Со своего бугра он первым увидел длинную живую тень… Бобры бросились к полынье. Ухнула, плеснула вода, разошлись круги. И снова тишина…

Тень остановилась на мгновение и поплыла дальше. Скользнула по льду Бобрового плеса. Рыжая шерсть лисицы в лунном свете казалась голубоватой. Так же бесшумно прошла еще одна тень. Было время гона — лисицы тоже дышали запахом талого снега и весенним туманом. Вот из леса вышел третий, очень крупный лис. Обнюхал следы, взвизгнул и понесся длинными прыжками. На лунной поляне лисы-самцы в ярости бросились друг на друга. Схватились! Покатились рычащим клубком! Крупный лис загрыз самца, оказавшегося слабее… Высунув красный язык, стоял победитель. Грудь его поднималась и опускалась, в легкие с хрипом врывался густой воздух, пахнущий кровью и весной. Подбежала лисица. Звери обнюхались. Лисице уже вторые сутки не везло с охотой. Она приблизилась к поверженному самцу, с которым играла час назад и вдруг впилась зубами в его горло… Крупный лис помог ей растерзать теплую еще тушку. Когда от убитого лиса остались только кости и клочки шерсти, самец и самка принялись играть: нападали друг на друга и отскакивали в стороны… Потом ушли в глубину леса, следуя друг за другом: лисица впереди, а за ней лис…

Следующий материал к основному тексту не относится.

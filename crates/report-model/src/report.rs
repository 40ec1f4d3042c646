use crate::table::{Table, TableError};

/// Columns a table must carry before it can become a report.
pub const REQUIRED_COLUMNS: [&str; 3] = ["Name", "Role", "Department"];

/// The persisted projection of one report row.
#[derive(Clone, Debug, Default, PartialEq, Eq, Hash)]
pub struct ReportRecord {
    pub name: String,
    pub role: String,
    pub department: String,
}

impl ReportRecord {
    pub fn new(name: impl Into<String>, role: impl Into<String>, department: impl Into<String>) -> Self {
        Self {
            name: name.into(),
            role: role.into(),
            department: department.into(),
        }
    }
}

/// A named, dated snapshot of a table.
///
/// `date` is free-form text and is never parsed.
#[derive(Clone, Debug, PartialEq, Eq)]
pub struct Report {
    pub name: String,
    pub date: String,
    pub table: Table,
}

impl Report {
    /// The `Name`/`Role`/`Department` triples of every row, in row order.
    ///
    /// Extra columns are dropped; a missing required column is an error.
    pub fn records(&self) -> Result<Vec<ReportRecord>, TableError> {
        records_from_table(&self.table)
    }
}

pub(crate) fn records_from_table(table: &Table) -> Result<Vec<ReportRecord>, TableError> {
    Ok(table
        .project(&REQUIRED_COLUMNS)?
        .into_iter()
        .map(|mut row| {
            let department = row.pop().unwrap_or_default();
            let role = row.pop().unwrap_or_default();
            let name = row.pop().unwrap_or_default();
            ReportRecord {
                name,
                role,
                department,
            }
        })
        .collect())
}

impl Table {
    /// A `Name`/`Role`/`Department` table holding `records` in order.
    pub fn from_records(records: &[ReportRecord]) -> Table {
        let columns = REQUIRED_COLUMNS.iter().map(|c| c.to_string()).collect();
        let rows = records
            .iter()
            .map(|r| vec![r.name.clone(), r.role.clone(), r.department.clone()])
            .collect();
        // Width and uniqueness hold by construction.
        Table::from_rows(columns, rows).unwrap_or_default()
    }

    /// See [`Report::records`].
    pub fn report_records(&self) -> Result<Vec<ReportRecord>, TableError> {
        records_from_table(self)
    }
}
use serde::{Deserialize, Serialize};
use thiserror::Error;

#[derive(Debug, Clone, PartialEq, Eq, Error)]
pub enum TableError {
    #[error("column already exists: {0}")]
    DuplicateColumn(String),
    #[error("row {row} has {found} values but the table has {expected} columns")]
    RowWidth {
        row: usize,
        expected: usize,
        found: usize,
    },
    #[error("cell ({row},{col}) is outside a {rows}x{cols} table")]
    OutOfBounds {
        row: usize,
        col: usize,
        rows: usize,
        cols: usize,
    },
    #[error("unknown column: {0}")]
    UnknownColumn(String),
}

/// An ordered set of uniquely named text columns plus ordered rows.
///
/// Each row stores exactly one value per column, positionally aligned with
/// [`Table::columns`]. Absent values are represented by the empty string.
///
/// `Table` is a value type: the editing methods (`append_*`, `with_cell`,
/// `sorted_by_column`) leave `self` untouched and return the edited copy.
#[derive(Clone, Debug, Default, PartialEq, Eq, Serialize, Deserialize)]
#[serde(try_from = "RawTable")]
pub struct Table {
    columns: Vec<String>,
    rows: Vec<Vec<String>>,
}

#[derive(Deserialize)]
struct RawTable {
    #[serde(default)]
    columns: Vec<String>,
    #[serde(default)]
    rows: Vec<Vec<String>>,
}

impl TryFrom<RawTable> for Table {
    type Error = TableError;

    fn try_from(raw: RawTable) -> Result<Self, Self::Error> {
        Table::from_rows(raw.columns, raw.rows)
    }
}

impl Table {
    pub fn new() -> Self {
        Self::default()
    }

    /// Build a table with the given columns and no rows.
    pub fn with_columns<I, S>(columns: I) -> Result<Self, TableError>
    where
        I: IntoIterator<Item = S>,
        S: Into<String>,
    {
        let columns: Vec<String> = columns.into_iter().map(Into::into).collect();
        Self::from_rows(columns, Vec::new())
    }

    /// Build a table from positional rows, validating column uniqueness and row widths.
    pub fn from_rows(columns: Vec<String>, rows: Vec<Vec<String>>) -> Result<Self, TableError> {
        for (idx, name) in columns.iter().enumerate() {
            if columns[..idx].contains(name) {
                return Err(TableError::DuplicateColumn(name.clone()));
            }
        }
        for (idx, row) in rows.iter().enumerate() {
            if row.len() != columns.len() {
                return Err(TableError::RowWidth {
                    row: idx,
                    expected: columns.len(),
                    found: row.len(),
                });
            }
        }
        Ok(Self { columns, rows })
    }

    pub fn columns(&self) -> &[String] {
        &self.columns
    }

    pub fn rows(&self) -> &[Vec<String>] {
        &self.rows
    }

    pub fn column_count(&self) -> usize {
        self.columns.len()
    }

    pub fn row_count(&self) -> usize {
        self.rows.len()
    }

    /// True when the table has no cells (zero rows or zero columns).
    pub fn is_empty(&self) -> bool {
        self.rows.is_empty() || self.columns.is_empty()
    }

    pub fn column_index(&self, name: &str) -> Option<usize> {
        self.columns.iter().position(|c| c == name)
    }

    pub fn has_column(&self, name: &str) -> bool {
        self.column_index(name).is_some()
    }

    /// Names from `required` that are not columns of this table, in the given order.
    pub fn missing_columns(&self, required: &[&str]) -> Vec<String> {
        required
            .iter()
            .filter(|name| !self.has_column(name))
            .map(|name| name.to_string())
            .collect()
    }

    pub fn cell(&self, row: usize, col: usize) -> Option<&str> {
        self.rows.get(row)?.get(col).map(String::as_str)
    }

    /// Value of `column` in `row`, looked up by column name.
    pub fn value(&self, row: usize, column: &str) -> Option<&str> {
        let col = self.column_index(column)?;
        self.cell(row, col)
    }

    /// Values of the named columns for every row, in row order.
    pub fn project(&self, columns: &[&str]) -> Result<Vec<Vec<String>>, TableError> {
        let indices = columns
            .iter()
            .map(|name| {
                self.column_index(name)
                    .ok_or_else(|| TableError::UnknownColumn(name.to_string()))
            })
            .collect::<Result<Vec<_>, _>>()?;

        Ok(self
            .rows
            .iter()
            .map(|row| indices.iter().map(|&idx| row[idx].clone()).collect())
            .collect())
    }

    /// Append one row of empty values.
    ///
    /// A table without columns first takes `default_columns` as its schema so the
    /// new row has somewhere to live.
    pub fn append_blank_row(&self, default_columns: &[String]) -> Table {
        let mut next = self.clone();
        if next.columns.is_empty() {
            next.columns = dedup_preserving_order(default_columns);
            // Rows of a zero-column table carry no values; widen them to the new schema.
            for row in &mut next.rows {
                row.resize(next.columns.len(), String::new());
            }
        }
        next.rows.push(vec![String::new(); next.columns.len()]);
        next
    }

    /// Append a column named `name`, empty in every existing row.
    ///
    /// Names are compared exactly (case-sensitive).
    pub fn append_column(&self, name: &str) -> Result<Table, TableError> {
        if self.has_column(name) {
            return Err(TableError::DuplicateColumn(name.to_string()));
        }
        let mut next = self.clone();
        next.columns.push(name.to_string());
        for row in &mut next.rows {
            row.push(String::new());
        }
        Ok(next)
    }

    /// Copy of the table with a single cell replaced.
    pub fn with_cell(&self, row: usize, col: usize, value: impl Into<String>) -> Result<Table, TableError> {
        if row >= self.row_count() || col >= self.column_count() {
            return Err(TableError::OutOfBounds {
                row,
                col,
                rows: self.row_count(),
                cols: self.column_count(),
            });
        }
        let mut next = self.clone();
        next.rows[row][col] = value.into();
        Ok(next)
    }

    /// Copy of the table with rows stably sorted ascending by `column`.
    ///
    /// Values compare as plain strings, so the empty string sorts first and rows
    /// with equal keys keep their relative order.
    pub fn sorted_by_column(&self, column: &str) -> Result<Table, TableError> {
        let idx = self
            .column_index(column)
            .ok_or_else(|| TableError::UnknownColumn(column.to_string()))?;
        let mut next = self.clone();
        next.rows.sort_by(|a, b| a[idx].cmp(&b[idx]));
        Ok(next)
    }
}

fn dedup_preserving_order(names: &[String]) -> Vec<String> {
    let mut out: Vec<String> = Vec::with_capacity(names.len());
    for name in names {
        if !out.contains(name) {
            out.push(name.clone());
        }
    }
    out
}

#[cfg(test)]
mod tests {
    use super::*;

    fn strings(values: &[&str]) -> Vec<String> {
        values.iter().map(|v| v.to_string()).collect()
    }

    #[test]
    fn from_rows_rejects_ragged_rows() {
        let err = Table::from_rows(strings(&["a", "b"]), vec![strings(&["1"])]).unwrap_err();
        assert_eq!(
            err,
            TableError::RowWidth {
                row: 0,
                expected: 2,
                found: 1
            }
        );
    }

    #[test]
    fn from_rows_rejects_duplicate_columns() {
        let err = Table::from_rows(strings(&["a", "a"]), Vec::new()).unwrap_err();
        assert_eq!(err, TableError::DuplicateColumn("a".to_string()));
    }

    #[test]
    fn blank_row_on_columnless_table_uses_defaults() {
        let table = Table::new();
        let next = table.append_blank_row(&strings(&["Name", "Role", "Department"]));
        assert_eq!(next.columns(), strings(&["Name", "Role", "Department"]).as_slice());
        assert_eq!(next.rows(), &[strings(&["", "", ""])]);
        assert_eq!(table, Table::new());
    }

    #[test]
    fn blank_row_keeps_existing_columns() {
        let table = Table::with_columns(["x"]).unwrap();
        let next = table.append_blank_row(&strings(&["Name"]));
        assert_eq!(next.columns(), strings(&["x"]).as_slice());
        assert_eq!(next.row_count(), 1);
    }

    #[test]
    fn with_cell_checks_bounds() {
        let table = Table::with_columns(["x"]).unwrap();
        assert!(matches!(
            table.with_cell(0, 0, "v"),
            Err(TableError::OutOfBounds { rows: 0, cols: 1, .. })
        ));
    }

    #[test]
    fn deserialize_validates_shape() {
        let err = serde_json::from_str::<Table>(r#"{"columns":["a"],"rows":[["1","2"]]}"#);
        assert!(err.is_err());

        let table: Table = serde_json::from_str(r#"{"columns":["a"],"rows":[["1"]]}"#).unwrap();
        assert_eq!(table.value(0, "a"), Some("1"));
    }
}
pub mod commands;
pub mod config;
pub mod grid;
pub mod state;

На У глинке, наконец, сломался лед. Поднялась вода. Рыхлые льдины поплыли вниз по реке, застревали у коряг и перекатов, образуя заторы и нагромождения.

Куда делось зимнее безмолвие! Гогочут над Бобровым плесом пролетные гуси, тоненько и печально посвистывают кулики. А на берегу шуршит молодая трава, пробиваясь сквозь прошлогодние листья…

8

Прошло половодье. В сумерки и ночами Седой только и занимался тем, что заделывал щели и укреплял плотину. Никогда еще не было в Бобровом плесе такого высокого уровня воды. Быть может, старый бобр предчувствовал безводное лето?